Photo credit: Patrick McDermott
The 2012-2013 Washington Capitals are no more. Felled in seven games by Henrik Lundqvist and the New York Rangers, the Caps have done the thinkable: an early-round exit from the playoffs for the fifth straight year. Some will call that a pattern, some will call it a curse. Some will call it karmic justice or the inevitable victory of a superior team over a bunch of preening Eurotrash, but those guys are dicks. Screw them. This is our goodbye, and we’re doing it our way.
Goodnight, sweet Caps. I guess it just wasn’t meant to be.
Maybe this game could have gone differently. If Arron Asham didn’t get that end-to-end slapshot past Holtby’s short side, we might’ve been in for a fun one. But he did, and we weren’t.
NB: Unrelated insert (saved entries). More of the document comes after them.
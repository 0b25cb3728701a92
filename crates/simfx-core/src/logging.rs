#![forbid(unsafe_code)]

//! Logging shims for controller transitions.
//!
//! With the `tracing` feature the standard `tracing` macros are re-exported
//! here and at the crate root. Without it, every macro expands to nothing so
//! controllers can log transitions unconditionally at zero cost.
//!
//! Controllers only ever log at `debug`/`trace` level: a transition happens
//! many times per second and is never interesting at `info`.

#[cfg(feature = "tracing")]
pub use tracing::{debug, info, trace, warn};

#[cfg(not(feature = "tracing"))]
mod noop_macros {
    /// No-op `debug!` when tracing is disabled.
    #[macro_export]
    macro_rules! debug {
        ($($arg:tt)*) => {};
    }

    /// No-op `info!` when tracing is disabled.
    #[macro_export]
    macro_rules! info {
        ($($arg:tt)*) => {};
    }

    /// No-op `trace!` when tracing is disabled.
    #[macro_export]
    macro_rules! trace {
        ($($arg:tt)*) => {};
    }

    /// No-op `warn!` when tracing is disabled.
    #[macro_export]
    macro_rules! warn {
        ($($arg:tt)*) => {};
    }
}
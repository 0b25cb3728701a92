#![forbid(unsafe_code)]

//! On/off switch with a processing delay on the way up.
//!
//! Drives the hero's market-intelligence switch: turning it on passes
//! through `Processing` for a fixed time, turning it off is immediate, and
//! presses while processing are ignored.

use std::time::Duration;

use serde::{Deserialize, Serialize};

use crate::config::millis;
use crate::controller::{Controller, ControllerKind, Input, Snapshot};
use crate::error::ConfigError;
use crate::random::RandomSource;

#[derive(Debug, Clone, PartialEq, Serialize, Deserialize)]
#[serde(default)]
pub struct ToggleConfig {
    pub label: String,
    #[serde(with = "millis")]
    pub processing: Duration,
}

impl Default for ToggleConfig {
    fn default() -> Self {
        Self {
            label: "Market Intelligence".into(),
            processing: Duration::from_millis(2000),
        }
    }
}

impl ToggleConfig {
    pub fn validate(&self) -> Result<(), ConfigError> {
        if self.processing.is_zero() {
            return Err(ConfigError::ZeroDuration {
                field: "intel.processing",
            });
        }
        Ok(())
    }
}

#[derive(Debug, Clone, Copy, PartialEq, Eq)]
pub enum ToggleState {
    Off,
    Processing,
    On,
}

#[derive(Debug, Clone, PartialEq)]
pub struct ToggleView {
    pub label: String,
    pub state: ToggleState,
}

#[derive(Debug, Clone)]
pub struct ProcessingToggle {
    config: ToggleConfig,
    state: ToggleState,
}

impl ProcessingToggle {
    pub fn new(config: ToggleConfig) -> Result<Self, ConfigError> {
        config.validate()?;
        Ok(Self {
            config,
            state: ToggleState::Off,
        })
    }

    #[must_use]
    pub fn state(&self) -> ToggleState {
        self.state
    }

    /// Flip the switch. Returns `false` while processing.
    pub fn toggle(&mut self) -> bool {
        self.state = match self.state {
            ToggleState::Off => ToggleState::Processing,
            ToggleState::On => ToggleState::Off,
            ToggleState::Processing => return false,
        };
        crate::debug!(state = ?self.state, "toggle flipped");
        true
    }
}

impl Controller for ProcessingToggle {
    fn kind(&self) -> ControllerKind {
        ControllerKind::Toggle
    }

    fn next_delay(&self) -> Option<Duration> {
        (self.state == ToggleState::Processing).then_some(self.config.processing)
    }

    fn fire(&mut self, _rng: &mut dyn RandomSource) {
        if self.state == ToggleState::Processing {
            self.state = ToggleState::On;
        }
    }

    fn snapshot(&self) -> Snapshot {
        Snapshot::Toggle(ToggleView {
            label: self.config.label.clone(),
            state: self.state,
        })
    }

    fn handle(&mut self, input: &Input) -> bool {
        matches!(input, Input::Start) && self.toggle()
    }
}

#[cfg(test)]
mod tests {
    use super::*;
    use crate::controller::Timed;
    use crate::random::ScriptedRandom;

    fn toggle() -> Timed<ProcessingToggle> {
        Timed::new(ProcessingToggle::new(ToggleConfig::default()).unwrap())
    }

    #[test]
    fn turning_on_passes_through_processing() {
        let mut rng = ScriptedRandom::constant(0.0);
        let mut t = toggle();
        assert_eq!(t.until_next(), None);
        assert!(t.handle(&Input::Start));
        assert_eq!(t.inner().state(), ToggleState::Processing);

        t.advance(Duration::from_millis(1999), &mut rng);
        assert_eq!(t.inner().state(), ToggleState::Processing);
        t.advance(Duration::from_millis(1), &mut rng);
        assert_eq!(t.inner().state(), ToggleState::On);
    }

    #[test]
    fn presses_while_processing_are_ignored() {
        let mut rng = ScriptedRandom::constant(0.0);
        let mut t = toggle();
        t.handle(&Input::Start);
        t.advance(Duration::from_millis(1500), &mut rng);
        assert!(!t.handle(&Input::Start));
        // The ignored press does not restart the wait.
        t.advance(Duration::from_millis(500), &mut rng);
        assert_eq!(t.inner().state(), ToggleState::On);
    }

    #[test]
    fn turning_off_is_immediate() {
        let mut rng = ScriptedRandom::constant(0.0);
        let mut t = toggle();
        t.handle(&Input::Start);
        t.advance(Duration::from_secs(2), &mut rng);
        assert!(t.handle(&Input::Start));
        assert_eq!(t.inner().state(), ToggleState::Off);
        assert!(!t.handle(&Input::Visibility(1.0)));
    }
}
Some other goals followed, but my rage blackouts came in waves and I might have actually passed out for a short portion of the second period. I do have vague remembrances of John Erskine doing some amoebic version of defense at some point– perhaps deciding to solve a 2-on-1 rush by turning himself into a pylon or engaging the rare “here, you take the puck” technique against Zuccarello early in the third period. After overperforming for most the season, Erskine eventually did what I feared he’d do: crash back to earth. And then he opened up a freaking sinkhole in front of Braden Holtby, who after a number of lovely games this series looked significantly less studly in game seven.
Sad dad.
Alex Ovechkin had a couple bad games in Madison Square Garden, but I reject the notion that he was the big problem in this series. Ovi generated a bunch of shots– even on the road in game six, and was clearly (at least, clearly to this writer) playing through an lower-body injury since game three. He’s the team’s all-time best playoff performer. Ovi rules, and I’m eager to see if he can keep it up next season. I don’t know if he can, but that’s hockey I want to see.
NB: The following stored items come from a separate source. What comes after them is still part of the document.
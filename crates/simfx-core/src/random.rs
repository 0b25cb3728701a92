#![forbid(unsafe_code)]

//! Injectable random sources.
//!
//! Every randomized controller draws through [`RandomSource`] so that tests
//! can replay an exact sequence with [`ScriptedRandom`] and assert the
//! resulting state, while the showcase uses [`SeededRandom`].
//!
//! # Invariants
//!
//! 1. [`RandomSource::next_unit`] returns a value in `[0.0, 1.0)`.
//! 2. [`RandomSource::uniform`] returns a value in `[lo, hi)` (or `lo` when
//!    the range is empty).
//! 3. [`RandomSource::chance`] with `p <= 0.0` never hits; with `p >= 1.0`
//!    always hits.

use std::collections::VecDeque;

use rand::rngs::StdRng;
use rand::{Rng, SeedableRng};

/// A source of uniformly distributed values in `[0.0, 1.0)`.
pub trait RandomSource {
    /// Next raw draw in `[0.0, 1.0)`.
    fn next_unit(&mut self) -> f64;

    /// Uniform draw in `[lo, hi)`.
    fn uniform(&mut self, lo: f64, hi: f64) -> f64 {
        if hi <= lo {
            return lo;
        }
        lo + self.next_unit() * (hi - lo)
    }

    /// Uniform integer draw in `[lo, hi]` (inclusive on both ends).
    fn uniform_inclusive(&mut self, lo: u64, hi: u64) -> u64 {
        if hi <= lo {
            return lo;
        }
        let span = (hi - lo + 1) as f64;
        let offset = (self.next_unit() * span).floor() as u64;
        lo + offset.min(hi - lo)
    }

    /// Bernoulli trial: `true` with probability `p`.
    fn chance(&mut self, p: f64) -> bool {
        self.next_unit() < p
    }

    /// Pick an index into a collection of `len` items. `len` must be non-zero.
    fn pick(&mut self, len: usize) -> usize {
        debug_assert!(len > 0, "pick from empty collection");
        let idx = (self.next_unit() * len as f64).floor() as usize;
        idx.min(len.saturating_sub(1))
    }

    /// An independent source for `stream`.
    ///
    /// Forking never advances `self`, and forks of the same source with the
    /// same stream id replay identical draws.
    fn fork(&self, stream: u64) -> Box<dyn RandomSource>;
}

impl<R: RandomSource + ?Sized> RandomSource for &mut R {
    fn next_unit(&mut self) -> f64 {
        (**self).next_unit()
    }

    fn fork(&self, stream: u64) -> Box<dyn RandomSource> {
        (**self).fork(stream)
    }
}

/// SplitMix64 finalizer; spreads `seed ^ stream` over all 64 bits.
fn mix(seed: u64, stream: u64) -> u64 {
    const GOLDEN: u64 = 0x9E37_79B9_7F4A_7C15;
    let mut z = (seed ^ stream.wrapping_mul(GOLDEN)).wrapping_add(GOLDEN);
    z = (z ^ (z >> 30)).wrapping_mul(0xBF58_476D_1CE4_E5B9);
    z = (z ^ (z >> 27)).wrapping_mul(0x94D0_49BB_1331_11EB);
    z ^ (z >> 31)
}

/// Production random source backed by [`StdRng`].
#[derive(Debug, Clone)]
pub struct SeededRandom {
    seed: u64,
    rng: StdRng,
}

impl SeededRandom {
    /// Deterministic source from a fixed seed.
    #[must_use]
    pub fn from_seed(seed: u64) -> Self {
        Self {
            seed,
            rng: StdRng::seed_from_u64(seed),
        }
    }

    /// Source seeded from the operating system.
    #[must_use]
    pub fn from_entropy() -> Self {
        Self::from_seed(rand::random())
    }

    /// The seed this source was built from.
    #[must_use]
    pub fn seed(&self) -> u64 {
        self.seed
    }
}

impl RandomSource for SeededRandom {
    fn next_unit(&mut self) -> f64 {
        self.rng.random::<f64>()
    }

    fn fork(&self, stream: u64) -> Box<dyn RandomSource> {
        Box::new(Self::from_seed(mix(self.seed, stream)))
    }
}

/// Replays a fixed list of draws, then repeats `fallback` forever.
///
/// Values are clamped into `[0.0, 1.0)` on construction so a script cannot
/// break the [`RandomSource`] contract.
#[derive(Debug, Clone)]
pub struct ScriptedRandom {
    queue: VecDeque<f64>,
    fallback: f64,
    drawn: usize,
}

/// Largest `f64` strictly below 1.0.
const BELOW_ONE: f64 = 1.0 - f64::EPSILON / 2.0;

impl ScriptedRandom {
    /// Script the given draws; once exhausted every draw returns `0.5`.
    pub fn new(values: impl IntoIterator<Item = f64>) -> Self {
        Self {
            queue: values.into_iter().map(|v| v.clamp(0.0, BELOW_ONE)).collect(),
            fallback: 0.5,
            drawn: 0,
        }
    }

    /// A source that always returns `value`.
    #[must_use]
    pub fn constant(value: f64) -> Self {
        Self::new([]).with_fallback(value)
    }

    /// Set the value returned once the script is exhausted.
    #[must_use]
    pub fn with_fallback(mut self, value: f64) -> Self {
        self.fallback = value.clamp(0.0, BELOW_ONE);
        self
    }

    /// Append more scripted draws.
    pub fn push(&mut self, value: f64) {
        self.queue.push_back(value.clamp(0.0, BELOW_ONE));
    }

    /// Number of scripted draws not yet consumed.
    #[must_use]
    pub fn remaining(&self) -> usize {
        self.queue.len()
    }

    /// Total draws taken so far, scripted or fallback.
    #[must_use]
    pub fn drawn(&self) -> usize {
        self.drawn
    }
}

impl RandomSource for ScriptedRandom {
    fn next_unit(&mut self) -> f64 {
        self.drawn += 1;
        self.queue.pop_front().unwrap_or(self.fallback)
    }

    /// Every fork replays the remaining script from the start.
    fn fork(&self, _stream: u64) -> Box<dyn RandomSource> {
        Box::new(Self {
            queue: self.queue.clone(),
            fallback: self.fallback,
            drawn: 0,
        })
    }
}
But sticking it to the Caps players isn’t what is called for here. The Rangers did some brilliant strategic stuff– choking the Caps in neutral (whose system under Oates should’ve been capable between the blues) and keeping shots far away of Lundqvist’s cage. Oates got out-coached. He’s new; he’ll improve.
Though it’s time to make an observation. For all of the manifest improvements to the Caps this year, particularly the phoenix-ish rise of Alex Ovechkin, they’re not much better than the Dale Hunter team. Is that roster, coaching, luck, or something else?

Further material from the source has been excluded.